Im getting about 40 with an average of 'normal driving, some dawdling and overtaking acceleration etc but would like more.

CAn the car be 'reset' if its learned my current style of driving ?


----------



## wja96 (Mar 4, 2010)

grasmere said:


> wja96 said:
> 
> 
> > I genuinely average just over 50MPG, and I will add the following caveats;
> ...


Yes, you'd need VAS or VCDS, but it can be done.


----------



## rchadd (Apr 18, 2011)

drove down to cornwall this weekend - the best i managed to get was 54.8mpg (reported by trip computer).

got bored so floored it for the rest of the journey after that  stilled ended up with 48mpg overall for the 200mile journey (mostly motorway).


----------



## Groodles (Apr 20, 2011)

Mine has been remapped by Viezu for power gain. It's a 58 Plate.

With Cruise set to 80mph I regularly do Gloucester to/from Leeds (160 miles) and average 48mpg and upwards.

When I'm not on the motorway, I probably average nearer 38-40mpg.


----------



## Groodles (Apr 20, 2011)

wja96 said:


> grasmere said:
> 
> 
> > wja96 said:
> ...


Resetting what your car has determined from your driving style will be a short term fix as your average will return to what you have now. The car is only working out the numbers based on the input YOU are giving to it.
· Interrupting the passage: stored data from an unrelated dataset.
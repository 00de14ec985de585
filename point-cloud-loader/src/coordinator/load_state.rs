use std::time::Instant;

use serde::Serialize;

use super::geometry::PointGeometry;
use super::handle::Completion;
use crate::chunk::Chunk;
use crate::worker::{LoadId, WorkerHandle};

/// A request waiting for a worker slot.
pub(crate) struct LoadTask {
    pub url: String,
    pub filename: String,
    pub completion: Completion,
}

/// Bookkeeping for one in-flight file.
pub(crate) struct LoadState {
    pub load_id: LoadId,
    pub url: String,
    pub worker: Option<WorkerHandle>,
    pub completion: Completion,
    pub started: Instant,
    pub chunks: Vec<Chunk>,
    /// From worker metadata, before any reduction
    pub total_points: usize,
    /// From chunk headers, after any reduction
    pub stream_total: usize,
    pub received_points: usize,
    pub was_downsampled: bool,
    pub last_update: Option<Instant>,
    /// Grown in place by idle updates once the first one has run
    pub live_geometry: Option<PointGeometry>,
    pub last_chunk_index: usize,
}

impl LoadState {
    pub fn new(load_id: LoadId, task: LoadTask, worker: WorkerHandle) -> Self {
        Self {
            load_id,
            url: task.url,
            worker: Some(worker),
            completion: task.completion,
            started: Instant::now(),
            chunks: Vec::new(),
            total_points: 0,
            stream_total: 0,
            received_points: 0,
            was_downsampled: false,
            last_update: None,
            live_geometry: None,
            last_chunk_index: 0,
        }
    }

    /// Expected total for progress: the stream total once chunks arrive,
    /// the parsed count before that.
    pub fn expected_points(&self) -> usize {
        if self.stream_total > 0 {
            self.stream_total
        } else {
            self.total_points
        }
    }

    pub fn progress(&self) -> LoadProgress {
        let total = self.expected_points();
        LoadProgress {
            received: self.received_points,
            total,
            percentage: if total > 0 {
                self.received_points as f64 / total as f64 * 100.0
            } else {
                0.0
            },
        }
    }
}

/// Snapshot returned by [`LoadCoordinator::progress`](super::LoadCoordinator::progress).
#[derive(Debug, Clone, Copy, PartialEq, Serialize)]
pub struct LoadProgress {
    pub received: usize,
    pub total: usize,
    pub percentage: f64,
}
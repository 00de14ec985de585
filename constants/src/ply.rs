/// Upper bound on the header scan before a file is rejected (bytes)
pub const MAX_HEADER_BYTES: usize = 64 * 1024;

/// Header terminator line
pub const END_HEADER: &[u8] = b"end_header";

/// Vertex records decoded between cancellation checks
pub const CANCEL_CHECK_RECORDS: usize = 65_536;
If you want the average to be higher, drive with a lighter right foot. 8)


----------



## bryan m (Jan 15, 2010)

I wondered what was causing the varying fuel economy on mine - sometimes 53mpg plus and other struggling to get 45mpg - always comes after long runs up the A1 to Newcastle. The two modes explains it - is there a way of locking the mode ie only in the economy setting?


----------



## keithriley (Jun 20, 2017)

wja96 said:


> I should possibly also clarify why using Cruise Control wrecks your fuel economy.
> 
> Modern direct injection engines have a zero-load state where the engine is turned over by the gearbox, driven by the road wheels (coasting in gear with your foot fully off the accelerator). In zero-load state the engine uses no fuel at all.
> 
> ...



Zero fuel ???? Isn't that the only way to stop a diesel, by shutting the fuel off ?


----------



## FNChaos (Nov 30, 2016)

This new forum software gives no consideration to the date when suggesting posts for “Recommended Reading” which unfortunately is creating a lot of 'necroposts'.
For example, this one is 10 years old...


----------